Div1 250: The one with the average
You have a list of from 2 to 50 integers. We want to merge them all. After you merge a group of numbers, they are replaced with a value equal to the average of their values. You have to merge until there is only one number left.

From the examples, it looks like it is better to merge larger numbers last. This is actually true. In fact, always merge 2 numbers starting from the smallest ones.

The proof comes from the solution. If we sort an array containing 4 values: {a,b,c,d}, then the result of merging it using the strategy will be: (((a + b)/2 + c) / 2 + d) / 2 ... This translates to : a/8 + b/8 + c/4 + d/2. This means that the largest value will contribute 50% to the result whilst, the smallest two values only 12.5%.


double findMaximum(vector revenues)
{
sort(revenues.begin(), revenues.end());
int n = revenues.size();
double avg = revenues[0];
for (int i=1; i<n; i++) {
avg = (avg + revenues[i]) / 2;
}
return avg;
}



Div1 500: The one that is not (so much) about expected value.

You have many (up to 50) fair dice of 1,2 or up to 1000000000 faces each. Find the most likely outcome of the total sum of the dies. If there are many of them, return the smallest of them.

At first, it really seemed that calculating the expected value will do.

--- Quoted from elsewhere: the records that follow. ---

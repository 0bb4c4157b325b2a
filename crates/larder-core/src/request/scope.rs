use std::sync::Arc;

use tracing::debug;

use crate::cache::CacheManager;

use super::coordinator::RequestCoordinator;

/// The cache and coordinator a single screen works with.
///
/// The cache is shared across screens; the coordinator belongs to this
/// screen alone, so tearing the screen down cancels only its own requests.
#[derive(Debug, Clone)]
pub struct ScreenScope {
    name: &'static str,
    cache: Arc<CacheManager>,
    coordinator: RequestCoordinator,
}

impl ScreenScope {
    pub fn new(name: &'static str, cache: Arc<CacheManager>) -> Self {
        Self {
            name,
            cache,
            coordinator: RequestCoordinator::new(),
        }
    }

    pub fn with_coordinator(mut self, coordinator: RequestCoordinator) -> Self {
        self.coordinator = coordinator;
        self
    }

    pub fn name(&self) -> &'static str {
        self.name
    }

    pub fn cache(&self) -> &CacheManager {
        &self.cache
    }

    pub fn coordinator(&self) -> &RequestCoordinator {
        &self.coordinator
    }

    /// Mark the screen active. Guards may overlap; outstanding requests are
    /// cancelled once the last of them is dropped or deactivated.
    #[must_use = "dropping the guard deactivates the screen immediately"]
    pub fn activate(&self) -> ActiveScreen {
        self.coordinator.acquire();
        debug!(screen = self.name, holders = self.coordinator.holders(), "Screen activated");
        ActiveScreen {
            name: self.name,
            coordinator: self.coordinator.clone(),
        }
    }
}

/// Guard for a screen's active period.
///
/// Holds its own handle on the coordinator rather than borrowing the scope,
/// so the screen stays free to mutate itself while active.
#[derive(Debug)]
pub struct ActiveScreen {
    name: &'static str,
    coordinator: RequestCoordinator,
}

impl ActiveScreen {
    pub fn deactivate(self) {
        // Drop does the work.
    }
}

impl Drop for ActiveScreen {
    fn drop(&mut self) {
        let pending = self.coordinator.pending_count();
        if self.coordinator.release() {
            debug!(screen = self.name, pending, "Screen deactivated");
        }
    }
}

#[cfg(test)]
mod tests {
    use super::*;
    use std::time::Duration;
    use tokio::time::sleep;

    fn scope() -> ScreenScope {
        ScreenScope::new("test", Arc::new(CacheManager::new(Duration::from_secs(180))))
    }

    async fn slow_fetch() -> Result<u32, String> {
        sleep(Duration::from_secs(2)).await;
        Ok(42)
    }

    #[tokio::test(start_paused = true)]
    async fn test_deactivate_cancels_in_flight() {
        let scope = scope();
        let active = scope.activate();

        let worker = scope.coordinator().clone();
        let handle = tokio::spawn(async move { worker.run(slow_fetch).await });
        sleep(Duration::from_secs(1)).await;

        active.deactivate();
        assert_eq!(scope.coordinator().pending_count(), 0);
        assert_eq!(handle.await.unwrap(), Ok(None));
    }

    #[tokio::test(start_paused = true)]
    async fn test_error_exit_path_still_cancels() {
        fn validate() -> Result<(), String> {
            Err("validation failed".to_string())
        }

        async fn load(scope: &ScreenScope) -> Result<u32, String> {
            let _active = scope.activate();
            let worker = scope.coordinator().clone();
            tokio::spawn(async move { worker.run(slow_fetch).await });
            sleep(Duration::from_millis(10)).await;
            validate()?;
            Ok(0)
        }

        let scope = scope();
        assert!(load(&scope).await.is_err());
        assert_eq!(scope.coordinator().pending_count(), 0);
        assert!(scope.coordinator().is_closed());
    }

    #[tokio::test]
    async fn test_reactivation_accepts_new_requests() {
        let scope = scope();
        scope.activate().deactivate();

        let skipped = scope.coordinator().run(|| async { Ok::<_, String>(1) }).await;
        assert_eq!(skipped, Ok(None));

        let _active = scope.activate();
        let delivered = scope.coordinator().run(|| async { Ok::<_, String>(1) }).await;
        assert_eq!(delivered, Ok(Some(1)));
    }

    #[tokio::test(start_paused = true)]
    async fn test_overlapping_guards_keep_screen_active() {
        let scope = scope();
        let first = scope.activate();
        let second = scope.activate();

        drop(first);
        assert!(!scope.coordinator().is_closed());
        let delivered = scope.coordinator().run(slow_fetch).await;
        assert_eq!(delivered, Ok(Some(42)));

        drop(second);
        assert!(scope.coordinator().is_closed());
        let skipped = scope.coordinator().run(slow_fetch).await;
        assert_eq!(skipped, Ok(None));
    }
}
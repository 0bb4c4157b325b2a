use chrono::NaiveDate;
use serde::{Deserialize, Serialize};

use crate::utils::format::format_day_month_year;

/// A pantry entry as returned by the inventory endpoint.
///
/// The server computes the expiry flags and display dates; the client only
/// renders them.
#[derive(Debug, Clone, PartialEq, Serialize, Deserialize)]
pub struct InventoryItem {
    pub id: i64,
    pub name: String,
    #[serde(default = "default_quantity", deserialize_with = "deserialize_quantity")]
    pub quantity: String,
    #[serde(default, deserialize_with = "deserialize_string_or_number")]
    pub barcode: Option<String>,
    #[serde(default)]
    pub formatted_expiry_date: Option<String>,
    #[serde(default)]
    pub formatted_date_added: Option<String>,
    #[serde(default)]
    pub days_in_inventory: Option<f64>,
    #[serde(default)]
    pub is_expired: bool,
    #[serde(default)]
    pub expires_soon: bool,
}

/// Coarse expiry state used to pick a highlight colour.
#[derive(Debug, Clone, Copy, PartialEq, Eq)]
pub enum ExpiryStatus {
    Expired,
    ExpiresSoon,
    Fresh,
}

impl InventoryItem {
    pub fn expiry_status(&self) -> ExpiryStatus {
        if self.is_expired {
            ExpiryStatus::Expired
        } else if self.expires_soon {
            ExpiryStatus::ExpiresSoon
        } else {
            ExpiryStatus::Fresh
        }
    }

    /// Name with the first letter capitalised, as shown on item cards.
    pub fn display_name(&self) -> String {
        let mut chars = self.name.chars();
        match chars.next() {
            Some(first) => first.to_uppercase().chain(chars).collect(),
            None => String::new(),
        }
    }

    /// Whole days the item has been stored, if the server reported it.
    pub fn days_stored(&self) -> Option<i64> {
        self.days_in_inventory.map(|d| d.floor() as i64)
    }

    /// Form contents pre-filled from this item, for editing.
    pub fn to_new_item(&self) -> NewItem {
        NewItem {
            name: self.name.clone(),
            quantity: self.quantity.clone(),
            barcode: self.barcode.clone(),
            expiry_date: self
                .formatted_expiry_date
                .as_deref()
                .and_then(crate::utils::format::parse_day_month_year),
        }
    }
}

/// Add/edit form for an inventory entry.
#[derive(Debug, Clone, Default, PartialEq)]
pub struct NewItem {
    pub name: String,
    pub quantity: String,
    pub barcode: Option<String>,
    pub expiry_date: Option<NaiveDate>,
}

impl NewItem {
    pub fn named(name: impl Into<String>) -> Self {
        Self {
            name: name.into(),
            ..Default::default()
        }
    }

    pub fn with_quantity(mut self, quantity: impl Into<String>) -> Self {
        self.quantity = quantity.into();
        self
    }

    pub fn with_barcode(mut self, barcode: impl Into<String>) -> Self {
        self.barcode = Some(barcode.into());
        self
    }

    pub fn with_expiry(mut self, date: NaiveDate) -> Self {
        self.expiry_date = Some(date);
        self
    }

    /// Trimmed name, or `None` when the form has no usable name.
    pub fn trimmed_name(&self) -> Option<&str> {
        let name = self.name.trim();
        (!name.is_empty()).then_some(name)
    }

    /// Request body for the add/edit endpoints.
    ///
    /// Blank quantities are sent as "1" and blank barcodes as null; the
    /// expiry date goes over the wire as dd/mm/yyyy.
    pub fn to_payload(&self) -> ItemPayload {
        let quantity = self.quantity.trim();
        ItemPayload {
            name: self.name.trim().to_string(),
            quantity: if quantity.is_empty() { "1".to_string() } else { quantity.to_string() },
            barcode: self
                .barcode
                .as_deref()
                .map(str::trim)
                .filter(|b| !b.is_empty())
                .map(str::to_string),
            expiry_date: self.expiry_date.map(format_day_month_year),
        }
    }
}

#[derive(Debug, Clone, PartialEq, Serialize)]
pub struct ItemPayload {
    pub name: String,
    pub quantity: String,
    pub barcode: Option<String>,
    pub expiry_date: Option<String>,
}

fn default_quantity() -> String {
    "1".to_string()
}

fn deserialize_quantity<'de, D>(deserializer: D) -> Result<String, D::Error>
where
    D: serde::Deserializer<'de>,
{
    Ok(deserialize_string_or_number(deserializer)?.unwrap_or_else(default_quantity))
}

// Helper to deserialize string or number as Option<String>
fn deserialize_string_or_number<'de, D>(deserializer: D) -> Result<Option<String>, D::Error>
where
    D: serde::Deserializer<'de>,
{
    use serde::de;

    struct StringOrNumberVisitor;

    impl<'de> de::Visitor<'de> for StringOrNumberVisitor {
        type Value = Option<String>;

        fn expecting(&self, formatter: &mut std::fmt::Formatter) -> std::fmt::Result {
            formatter.write_str("a string or number")
        }

        fn visit_str<E>(self, v: &str) -> Result<Self::Value, E> {
            if v.is_empty() {
                Ok(None)
            } else {
                Ok(Some(v.to_string()))
            }
        }

        fn visit_i64<E>(self, v: i64) -> Result<Self::Value, E> {
            Ok(Some(v.to_string()))
        }

        fn visit_u64<E>(self, v: u64) -> Result<Self::Value, E> {
            Ok(Some(v.to_string()))
        }

        fn visit_f64<E>(self, v: f64) -> Result<Self::Value, E> {
            Ok(Some(v.to_string()))
        }

        fn visit_none<E>(self) -> Result<Self::Value, E> {
            Ok(None)
        }

        fn visit_unit<E>(self) -> Result<Self::Value, E> {
            Ok(None)
        }
    }

    deserializer.deserialize_any(StringOrNumberVisitor)
}
//! recruitbook - a command-line candidate book.
//!
//! ```text
//! recruitbook --contacts people.json find n/alice bob s/4000 t/friends
//! ```

mod book;
mod output;

use std::path::PathBuf;

use anyhow::{Context, Result};
use clap::{Parser, Subcommand};
use recruitbook_seeker::{parse_find_arguments_with, SeekerConfig, DEFAULT_SALARY_RANGE};
use tracing::debug;

use crate::book::ContactBook;

/// Candidate book with prefix-based search.
#[derive(Parser, Debug)]
#[command(name = "recruitbook", version, about)]
struct Cli {
    /// JSON file holding the candidate list
    #[arg(long, short, env = "RECRUITBOOK_CONTACTS", global = true)]
    contacts: Option<PathBuf>,

    /// Inclusive distance for expected-salary matches
    #[arg(long, default_value_t = DEFAULT_SALARY_RANGE, global = true)]
    salary_range: u64,

    /// Print results as JSON
    #[arg(long, global = true)]
    json: bool,

    #[command(subcommand)]
    command: Command,
}

#[derive(Subcommand, Debug)]
enum Command {
    /// Find candidates, e.g. `find n/alice s/4000 t/friends`
    Find {
        /// Marker-prefixed keywords (n/ p/ e/ r/ et/ s/ l/ y/ t/)
        #[arg(trailing_var_arg = true, allow_hyphen_values = true, num_args = 0..)]
        args: Vec<String>,
    },
}

fn main() -> Result<()> {
    let _ = tracing_subscriber::fmt()
        .with_env_filter(tracing_subscriber::EnvFilter::from_default_env())
        .with_writer(std::io::stderr)
        .try_init();

    let cli = Cli::parse();
    print!("{}", run(&cli)?);
    Ok(())
}

fn run(cli: &Cli) -> Result<String> {
    let config = SeekerConfig::default().with_salary_range(cli.salary_range);

    match &cli.command {
        Command::Find { args } => {
            let raw = args.join(" ");
            debug!(raw = %raw, "running find");
            let query = parse_find_arguments_with(&raw, &config)?;

            let path = cli
                .contacts
                .as_deref()
                .context("no contact list given; pass --contacts or set RECRUITBOOK_CONTACTS")?;
            let book = ContactBook::load(path)?;
            let hits = book.find(&query);
            debug!(matched = hits.len(), total = book.len(), "find finished");

            if cli.json {
                output::render_json(&hits)
            } else {
                let colored = console::Term::stdout().features().colors_supported();
                Ok(output::render_text(&hits, colored))
            }
        }
    }
}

At this point I am almost sure that the expected value will indeed be one of the most likely outcomes, but there may be many more sums with a probability equal to that of the expected value. In fact, I am wondering if the variance comes into play . I am almost sure, but maybe there is a case in which the expected value is not even a result, I really need to re-learn statistics.

So, I first coded the expected value thing. I was very doubtful it worked, but I submitted it anyway. Chances are that if I found a solution that didn't use it I would take so long time that the resubmit penalty wouldn't work.

Then I decided to write a bruteforce-dp program to try random sequences until I find a case in which the expected value does not work. I found {2,2,5}, and many others. So I knew my solution was wrong. I tried to spend the rest of the match finding a correct solution. It didn't work.

The bruteforce+dp solution was useful to analyze the problem though. Seeing its output is what makes me think that the expected value is one of the answers (but not always the smallest).

What I usually do once there is no time to fix a solution that I know is wrong is to make a solution that was still wrong but harder to challenge than average (without doing obfuscation). I made a brute-force expected value hybrid, so that it used BF unless the case is too large. I resubmitted but was kind enough to include a comment stating that the solution is wrong.


Challenge
I was able to apply my knowledge of {2,2,5} to gain 50 points. In fact, if I didn't hesitate for a couple of seconds after I opened a second coder's solution, I would have been able to score another successful challenge.

Coders hesitated to challenge my wrong solution for most of the challenge phase. Eventually the top rated coder in my room grabbed the bonus 50 points.

Comments
Perhaps a little too much statistics oriented. But the problems worked.